I'm using Visual Studio 2015, building x64 code, and working with floating point vectors of four ABGR pixel values, i.e. with the Alpha (opacity) in the most significant position and Blue, Green, and Red numbers in the lower three positions.
I'm trying to work up a PreMultiplyAlpha routine that will inline/__vectorcall to do an efficient job of premultiplying the alpha into Blue, Green, and Red and leave the Alpha value set to 1.0f when done.
The actual multiplication is no problem. This propagates the Alpha across all four elements then multiplies them all.
__m128 Alpha = _mm_shuffle_ps(Pixel, Pixel, _MM_SHUFFLE(3, 3, 3, 3));
__m128 ReturnPixel = _mm_mul_ps(Pixel, Alpha);
With the above the alpha is multiplied into all the colors with a minimum of instructions:
shufps xmm1, xmm0, 255 ; 000000ffH
mulps xmm1, xmm0
It's a great start, right?
Then I hit a brick wall... I've not discovered a direct way - or even a tricky way - to do what seems like should be a reasonably simple act of efficiently setting the most significant element (Alpha) to 1.0f. Maybe I just have a blind spot.
The most obvious method causes VC++ 2015 to create machine code that does two 128 bit memory accesses:
ReturnPixel.m128_f32[ALPHA] = 1.0f;
The above generates code like this, which saves the whole pixel on the stack, overwrites the Alpha, then loads it back from the stack:
movaps XMMWORD PTR ReturnPixel$1[rsp], xmm1
mov DWORD PTR ReturnPixel$1[rsp+12], 1065353216 ; 3f800000H
movaps xmm1, XMMWORD PTR ReturnPixel$1[rsp]
I'm a big fan of keeping the code as straightforward as possible for human maintainers to understand, but this particular routine is used a lot and needs to be made optimally fast.
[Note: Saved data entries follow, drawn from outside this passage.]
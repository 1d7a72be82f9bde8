use std::path::Path;

use log::{debug, info, trace};

use crate::error::ImageError;
use crate::structs::*;

pub mod builder;
pub mod fixture;

/// Immutable view over a raw file system image
#[derive(Debug)]
pub struct Filesystem {
    superblock: Superblock,
    data: Vec<u8>,
}

impl Filesystem {
    /// Read the whole image at `path` into memory
    pub fn open(path: &Path) -> Result<Self, ImageError> {
        info!("Loading image {}", path.display());
        let data = std::fs::read(path)?;
        Self::load(data)
    }

    /// Wrap raw image bytes, checking that every region the superblock
    /// describes is present
    pub fn load(data: Vec<u8>) -> Result<Self, ImageError> {
        let actual = data.len() as u64;
        let header = (SUPERBLOCK_BLOCK as u64 + 1) * BSIZE as u64;
        if actual < header {
            return Err(ImageError::TooSmall {
                required: header,
                actual,
            });
        }
        let offset = SUPERBLOCK_BLOCK as usize * BSIZE;
        let superblock = Superblock::decode(&data[offset..]).ok_or(ImageError::TooSmall {
            required: header,
            actual,
        })?;
        let required = superblock.required_blocks() * BSIZE as u64;
        if actual < required {
            return Err(ImageError::TooSmall { required, actual });
        }
        debug!(
            "Image holds {} blocks and {} inodes, data starts at block {}",
            superblock.size,
            superblock.ninodes,
            superblock.data_block_start()
        );
        Ok(Self { superblock, data })
    }

    pub fn superblock(&self) -> &Superblock {
        &self.superblock
    }

    /// Load block with index
    pub fn block(&self, index: u32) -> Result<Block<'_>, ImageError> {
        if index >= self.superblock.size {
            return Err(ImageError::BlockOutOfRange(index));
        }
        trace!("Load block {index}");
        let start = index as usize * BSIZE;
        let data = self
            .data
            .get(start..start + BSIZE)
            .ok_or(ImageError::BlockOutOfRange(index))?;
        Ok(Block { index, data })
    }

    /// Load inode with index
    pub fn inode(&self, index: u32) -> Result<Inode, ImageError> {
        if index >= self.superblock.ninodes {
            return Err(ImageError::InodeOutOfRange(index));
        }
        let (block, offset) = self.superblock.inode_position(index);
        let block = u32::try_from(block).map_err(|_| ImageError::InodeOutOfRange(index))?;
        let block = self.block(block)?;
        Inode::decode(&block.data[offset..]).ok_or(ImageError::InodeOutOfRange(index))
    }

    /// Addresses of an inode's content blocks: direct ones first, then
    /// the ones listed in its indirect block. The indirect block is only
    /// read when its address is non-zero.
    pub fn content_blocks(&self, inode: &Inode) -> Result<Vec<u32>, ImageError> {
        let mut blocks = inode
            .direct()
            .iter()
            .copied()
            .filter(|&addr| addr != 0)
            .collect::<Vec<_>>();
        let indirect = inode.indirect();
        if indirect != 0 {
            blocks.extend(self.block(indirect)?.pointers().filter(|&addr| addr != 0));
        }
        Ok(blocks)
    }

    /// Directory entries of an inode, free slots included
    pub fn entries(&self, inode: &Inode) -> Result<Vec<DirEntry>, ImageError> {
        let mut entries = Vec::new();
        for addr in self.content_blocks(inode)? {
            entries.extend(self.block(addr)?.entries());
        }
        Ok(entries)
    }
}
Other things I've tried seem to lead the compiler to make more instructions (and especially memory accesses) than should be necessary...
This attempts to move the A position into the least significant word, replace it with 1.0f, then move it back. It's pretty good, but it does go fetch a single 32 bit 1.0f from a memory location.
ReturnPixel = _mm_shuffle_ps(ReturnPixel, ReturnPixel, _MM_SHUFFLE(0, 2, 1, 3));
ReturnPixel = _mm_move_ss(ReturnPixel, _mm_set_ss(1.0f));
ReturnPixel = _mm_shuffle_ps(ReturnPixel, ReturnPixel, _MM_SHUFFLE(0, 2, 1, 3));
With that I got these instructions:
movss xmm0, DWORD PTR __real@3f800000
movaps xmm1, xmm0
shufps xmm2, xmm2, 39 ; 00000027H
movss xmm2, xmm1
shufps xmm2, xmm2, 39
Any ideas how to leave 1.0f in the A field (most significant element) with a minimum of instructions and ideally no additional memory accesses beyond what's fetched from the instruction stream? I even thought about dividing the vector by itself to achieve 1.0f in all positions, but I'm allergic to divides as they're inefficient to say the least...
Thanks in advance for your ideas. :-)
-Noel